| YOUR ASSIGNMENT |
Collect every line in the records below that contains the word "must".

| PROVIDED INFORMATION |
//! Structured parser output.
//!
//! The external parser emits one JSON value per node:
//!
//! ```json
//! ["Interior", "Fun: f", "1:1-3:2", [ ...children ]]
//! ["Leaf", "Variable: x", "2:5-2:6"]
//! ```
//!
//! i.e. an ordered quadruple of node kind, label, encoded span and child
//! list. The child list may be omitted or `null` for leaves.

use linkscope_common::limits::MAX_TREE_DEPTH;
use linkscope_common::{NativePosition, NativeSpan};
use serde_json::Value;

use crate::adapter::TreeError;
use crate::node::NodeShape;

/// One node of the structured parser output, before arena construction.
#[derive(Clone, Debug, PartialEq, Eq)]
pub struct RawNode {
    pub shape: NodeShape,
    pub label: String,
    pub span: NativeSpan,
    pub children: Vec<RawNode>,
}

impl RawNode {
    pub fn leaf(label: impl Into<String>, span: NativeSpan) -> Self {
        RawNode {
            shape: NodeShape::Leaf,
            label: label.into(),
            span,
            children: Vec::new(),
        }
    }

    pub fn interior(label: impl Into<String>, span: NativeSpan, children: Vec<RawNode>) -> Self {
        RawNode {
            shape: NodeShape::Interior,
            label: label.into(),
            span,
            children,
        }
    }

    /// Decode the parser's JSON text.
    pub fn from_json(text: &str) -> Result<Self, TreeError> {
        let value: Value =
            serde_json::from_str(text).map_err(|e| TreeError::InvalidJson(e.to_string()))?;
        Self::from_value(&value)
    }

    /// Decode an already parsed JSON value.
    pub fn from_value(value: &Value) -> Result<Self, TreeError> {
        decode_node(value, &mut Vec::new())
    }

    /// Encode in the parser's shape. Leaves carry no child list.
    pub fn to_value(&self) -> Value {
        let shape = match self.shape {
            NodeShape::Interior => "Interior",
            NodeShape::Leaf => "Leaf",
        };
        let mut fields = vec![
            Value::from(shape),
            Value::from(self.label.as_str()),
            Value::from(encode_span(&self.span)),
        ];
        if self.shape == NodeShape::Interior {
            fields.push(Value::Array(self.children.iter().map(RawNode::to_value).collect()));
        }
        Value::Array(fields)
    }

    pub fn to_json(&self) -> String {
        self.to_value().to_string()
    }
}

pub(crate) fn path_string(path: &[usize]) -> String {
    let mut out = String::from("$");
    for idx in path {
        out.push('/');
        out.push_str(&idx.to_string());
    }
    out
}

fn malformed(path: &[usize], reason: &str) -> TreeError {
    TreeError::MalformedNode {
        path: path_string(path),
        reason: reason.to_string(),
    }
}

fn decode_node(value: &Value, path: &mut Vec<usize>) -> Result<RawNode, TreeError> {
    if path.len() > MAX_TREE_DEPTH {
        return Err(TreeError::TooDeep { depth: path.len() });
    }

    let Some(items) = value.as_array() else {
        return Err(malformed(path, "expected an array [kind, label, span, children]"));
    };
    if items.len() < 3 || items.len() > 4 {
        return Err(malformed(path, "expected 3 or 4 elements"));
    }

    let shape = match items[0].as_str() {
        Some("Interior") => NodeShape::Interior,
        Some("Leaf") => NodeShape::Leaf,
        _ => return Err(malformed(path, "node kind must be \"Interior\" or \"Leaf\"")),
    };
    let Some(label) = items[1].as_str() else {
        return Err(malformed(path, "label must be a string"));
    };
    let Some(encoded_span) = items[2].as_str() else {
        return Err(malformed(path, "span must be a string"));
    };
    let span = decode_span(encoded_span).ok_or_else(|| TreeError::InvalidSpan {
        path: path_string(path),
        span: encoded_span.to_string(),
    })?;

    let children = match items.get(3) {
        None | Some(Value::Null) => Vec::new(),
        Some(Value::Array(raw_children)) => {
            let mut children = Vec::with_capacity(raw_children.len());
            for (i, child) in raw_children.iter().enumerate() {
                path.push(i);
                let decoded = decode_node(child, path);
                path.pop();
                children.push(decoded?);
            }
            children
        }
        Some(_) => return Err(malformed(path, "children must be an array")),
    };

    Ok(RawNode {
        shape,
        label: label.to_string(),
        span,
        children,
    })
}

/// Decode `"<line>:<col>-<line>:<col>"`.
pub fn decode_span(encoded: &str) -> Option<NativeSpan> {
    let (start, end) = encoded.trim().split_once('-')?;
    let start = decode_position(start)?;
    let end = decode_position(end)?;
    (start <= end).then_some(NativeSpan::new(start, end))
}

fn decode_position(encoded: &str) -> Option<NativePosition> {
    let (line, column) = encoded.trim().split_once(':')?;
    Some(NativePosition::new(
        line.trim().parse().ok()?,
        column.trim().parse().ok()?,
    ))
}

/// Encode a span in the parser's format (used by fixtures and the CLI).
pub fn encode_span(span: &NativeSpan) -> String {
    format!(
        "{}:{}-{}:{}",
        span.start.line, span.start.column, span.end.line, span.end.column
    )
}

#[cfg(test)]
mod tests {
    use super::*;
    use serde_json::json;

    #[test]
    fn test_decode_span() {
        let span = decode_span("2:5-2:6").unwrap();
        assert_eq!(span.start, NativePosition::new(2, 5));
        assert_eq!(span.end, NativePosition::new(2, 6));
        assert!(decode_span("2:5").is_none());
        assert!(decode_span("3:1-2:1").is_none(), "end before start");
        assert!(decode_span("a:1-2:1").is_none());
    }

    #[test]
    fn test_decode_nested() {
        let value = json!(["Interior", "Val", "1:1-1:11", [
            ["Leaf", "Binder: x", "1:5-1:6"],
            ["Leaf", "Constant: 1", "1:9-1:10", null]
        ]]);
        let raw = RawNode::from_value(&value).unwrap();
        assert_eq!(raw.children.len(), 2);
        assert_eq!(raw.children[0].label, "Binder: x");
        assert_eq!(raw.children[1].shape, NodeShape::Leaf);
    }

    #[test]
    fn test_error_path_points_at_bad_child() {
        let value = json!(["Interior", "Block", "1:1-2:1", [
            ["Leaf", "Variable: x", "1:1-1:2"],
            ["Leaf", "Variable: y", "bogus"]
        ]]);
        match RawNode::from_value(&value) {
            Err(TreeError::InvalidSpan { path, span }) => {
                assert_eq!(path, "$/1");
                assert_eq!(span, "bogus");
            }
            other => panic!("unexpected result: {other:?}"),
        }
    }

    #[test]
    fn test_encoded_tree_decodes_to_itself() {
        let raw = RawNode::interior(
            "Val",
            decode_span("1:1-1:11").unwrap(),
            vec![RawNode::leaf("Binder: x", decode_span("1:5-1:6").unwrap())],
        );
        let json = raw.to_json();
        assert_eq!(json, r#"["Interior","Val","1:1-1:11",[["Leaf","Binder: x","1:5-1:6"]]]"#);
        assert_eq!(RawNode::from_json(&json).unwrap(), raw);
    }

    #[test]
    fn test_span_roundtrip_encoding() {
        let span = decode_span("10:2-11:7").unwrap();
        assert_eq!(encode_span(&span), "10:2-11:7");
    }
}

| EXERCISE SOLUTION |
        _ => return Err(malformed(path, "node kind must be \"Interior\" or \"Leaf\"")),
        return Err(malformed(path, "label must be a string"));
        return Err(malformed(path, "span must be a string"));
        Some(_) => return Err(malformed(path, "children must be an array")),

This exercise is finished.